Yıkımın olduğu bölgede yaşayan Mahalle sakinlerinin duygularını dile getiren Muhtar Orhan Ünalır, Duygularını şu ifadelerle paylaştı. “Bu gün Mahallemizde 6 şubat depremin izlerini silmek için ilimiz protokolü ile birlikte Askeriye arazisi içinde yer alan seyir tepesindeyiz. Hoca Ahmet Yasevi Mahallesi içinde yapılan Yeşil evler 2000 yılı öncesi ve sonrasında yapılan bloklarımızdan oluşmaktadır. 12 Blok halinde, Malatya’nın Fahri Kayahan’ıydı. Kuzey, Güney, Doğu, Batı yönünde şehre girenler tarafından ilk anda her taraftan görünen sembol binalarımızdı. Bunlar 9 şiddetindeki depreme dayanıklı binalarımızdı. Deprem esnasında bişz de ailemizle birlikte bu binalarda oturduğumuz için 6 Şubat depremini birebir yaşadık. Silmeye çalışıyoruz ama hafızamızdan bir türlü silineceğini sanmıyorum.”
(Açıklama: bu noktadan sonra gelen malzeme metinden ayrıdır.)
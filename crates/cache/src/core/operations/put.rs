//! Insertion and capacity eviction

use crate::core::types::Cache;
use crate::entry::CacheEntry;
use rampart_core::{Error, Result};
use std::time::{Duration, SystemTime};

impl<V> Cache<V>
where
    V: Clone + Send + Sync + 'static,
{
    /// Store `value` under `key`, replacing any previous entry
    ///
    /// `ttl` falls back to the configured default; `None` with no default
    /// never expires. A zero TTL fails with `INVALID_TTL`. Inserting a new
    /// key at capacity evicts the least recently used entry first.
    pub fn set(&self, key: impl Into<String>, value: V, ttl: Option<Duration>) -> Result<()> {
        let ttl = self.resolve_ttl(ttl)?;
        self.insert(key.into(), value, ttl);
        Ok(())
    }

    pub(super) fn resolve_ttl(&self, ttl: Option<Duration>) -> Result<Option<Duration>> {
        match ttl {
            Some(ttl) if ttl.is_zero() => Err(Error::invalid_ttl("ttl must be greater than zero")),
            Some(ttl) => Ok(Some(ttl)),
            None => Ok(self.inner.config.default_ttl),
        }
    }

    /// Insert with an already resolved TTL
    pub(super) fn insert(&self, key: String, value: V, ttl: Option<Duration>) {
        let now = SystemTime::now();
        let displaced = {
            let mut store = self.inner.store.lock();
            let displaced =
                if !store.contains(&key) && store.len() >= self.inner.config.max_size {
                    store.pop_lru()
                } else {
                    None
                };
            store.put(key, CacheEntry::new(value, now, ttl));
            displaced
        };

        self.inner.stats.record_insertion();
        self.inner.mark_dirty();

        if let Some((evicted_key, entry)) = displaced {
            if entry.is_expired(now) {
                self.inner.stats.record_expirations(1);
            } else {
                self.inner.stats.record_eviction();
                tracing::debug!(key = %evicted_key, "evicted least recently used cache entry");
            }
        }
    }
}
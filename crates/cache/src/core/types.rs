//! Core cache types and structures

use crate::config::CacheConfig;
use crate::entry::CacheEntry;
use crate::stats::StatsRecorder;
use crate::storage::Persistence;
use dashmap::DashMap;
use lru::LruCache;
use parking_lot::Mutex;
use rampart_core::Result;
use std::sync::atomic::{AtomicBool, Ordering};
use std::sync::Arc;
use std::time::SystemTime;
use tokio::task::JoinHandle;

/// Bounded LRU cache with per-entry TTL
///
/// Cloning is cheap: every clone shares the same engine. Background tasks
/// and the final snapshot flush stop with the last clone.
pub struct Cache<V> {
    pub(super) inner: Arc<CacheInner<V>>,
}

impl<V> Clone for Cache<V> {
    fn clone(&self) -> Self {
        Self {
            inner: Arc::clone(&self.inner),
        }
    }
}

pub(super) struct CacheInner<V> {
    pub config: CacheConfig,
    /// Recency-ordered index; capacity is enforced by the engine, not `lru`
    pub store: Mutex<LruCache<String, CacheEntry<V>>>,
    /// Per-key gates for `get_or_set`
    pub inflight: DashMap<String, Arc<Mutex<()>>>,
    /// Per-key gates for `get_or_set_async`
    pub inflight_async: DashMap<String, Arc<tokio::sync::Mutex<()>>>,
    pub stats: StatsRecorder,
    pub persistence: Option<Persistence<V>>,
    /// Set by every mutation since the last successful flush
    pub dirty: AtomicBool,
    pub background: Mutex<Vec<JoinHandle<()>>>,
}

impl<V> CacheInner<V> {
    pub fn new(config: CacheConfig, persistence: Option<Persistence<V>>) -> Self {
        Self {
            config,
            store: Mutex::new(LruCache::unbounded()),
            inflight: DashMap::new(),
            inflight_async: DashMap::new(),
            stats: StatsRecorder::default(),
            persistence,
            dirty: AtomicBool::new(false),
            background: Mutex::new(Vec::new()),
        }
    }

    pub fn mark_dirty(&self) {
        if self.persistence.is_some() {
            self.dirty.store(true, Ordering::Release);
        }
    }

    /// Write a snapshot if anything changed since the last one
    ///
    /// Encoding happens under the store lock; the file write does not.
    pub fn flush(&self) -> Result<()> {
        let Some(persistence) = &self.persistence else {
            return Ok(());
        };
        if !self.dirty.swap(false, Ordering::AcqRel) {
            return Ok(());
        }

        let encoded = {
            let store = self.store.lock();
            persistence.encode(&store, SystemTime::now())
        };
        let result = encoded.and_then(|bytes| persistence.write(&bytes));
        match &result {
            Ok(()) => tracing::debug!(path = %persistence.path().display(), "flushed cache snapshot"),
            Err(_) => self.dirty.store(true, Ordering::Release),
        }
        result
    }

    /// Drop every expired entry, returning how many went
    pub fn purge_expired(&self) -> usize {
        let now = SystemTime::now();
        let purged: Vec<CacheEntry<V>> = {
            let mut store = self.store.lock();
            let expired: Vec<String> = store
                .iter()
                .filter(|(_, entry)| entry.is_expired(now))
                .map(|(key, _)| key.clone())
                .collect();
            expired.iter().filter_map(|key| store.pop(key)).collect()
        };

        if !purged.is_empty() {
            self.stats.record_expirations(purged.len() as u64);
            self.mark_dirty();
            tracing::debug!(count = purged.len(), "purged expired cache entries");
        }
        purged.len()
    }
}

impl<V> Drop for CacheInner<V> {
    fn drop(&mut self) {
        for handle in self.background.get_mut().drain(..) {
            handle.abort();
        }
        if let Err(e) = self.flush() {
            tracing::warn!(error = %e, "final cache flush failed");
        }
    }
}

impl<V> std::fmt::Debug for Cache<V> {
    fn fmt(&self, f: &mut std::fmt::Formatter<'_>) -> std::fmt::Result {
        f.debug_struct("Cache")
            .field("size", &self.inner.store.lock().len())
            .field("max_size", &self.inner.config.max_size)
            .field(
                "snapshot",
                &self.inner.persistence.as_ref().map(|p| p.path().to_path_buf()),
            )
            .finish()
    }
}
Evlerimizden Burnumuz Kanamadan İndik
Her şeye rağmen binaların dayanaklı olduğunu söyleyen Muhtar Ünalır, yaşadıklarını ve duygularını ise; “Dayanaklılık anlamında bu evlerimizden burnumuz kanamadan indik. Bizim asıl üzüldüğümüz, bu gün burada bir protokol oluşturuluyor. 6-7 aydır bizi kimse ziyaret etmedi. Ne gelip bir derdimizi soran oldu. Bizler içimiz buruk bir şekilde bu binalarımızın yıkılmasını izliyoruz. Devletimiz iş başında. Teşekkür ediyoruz. Bir an önce bu izlerin kalkıp yaralarımızın sarılmasına yardımcı oluyorlar. Teşekkür ederim. Ama gönül isterdi ki yetkililer gelip bizleri daha önceden ziyaret etsinler. 7 ay geçmesine rağmen hiçbir yetkili mahallemize gelip 700 küsur binamız yıkılacak. 11 blok yıkılacak. Kimse gelip de neyiniz var. Neyiniz yok demedi. Durumunuz nedir diye soran olmadı. Bu binalar 90 yıllarda Başkan Mehmet Çerçi döneminde başladı. 2 binli yıllarda yapılmaya devam etti. Öncelikle burada Elit binalar yapıldı. Malatya’nın önde gelen kişileri burada oturuyordu. Depremden sonra artık dayanma gücü kalmadı. Binalarımız oturulacak durumda değil. Yapanlara teşekkür ediyorum. Hiç kimsenin burnu kanamadan indik. Eğer bir yıkım olsaydı 4-5 bin can kaybımız olurdu. Bunun için de Allaha şükür ediyoruz”şeklinde anlattı.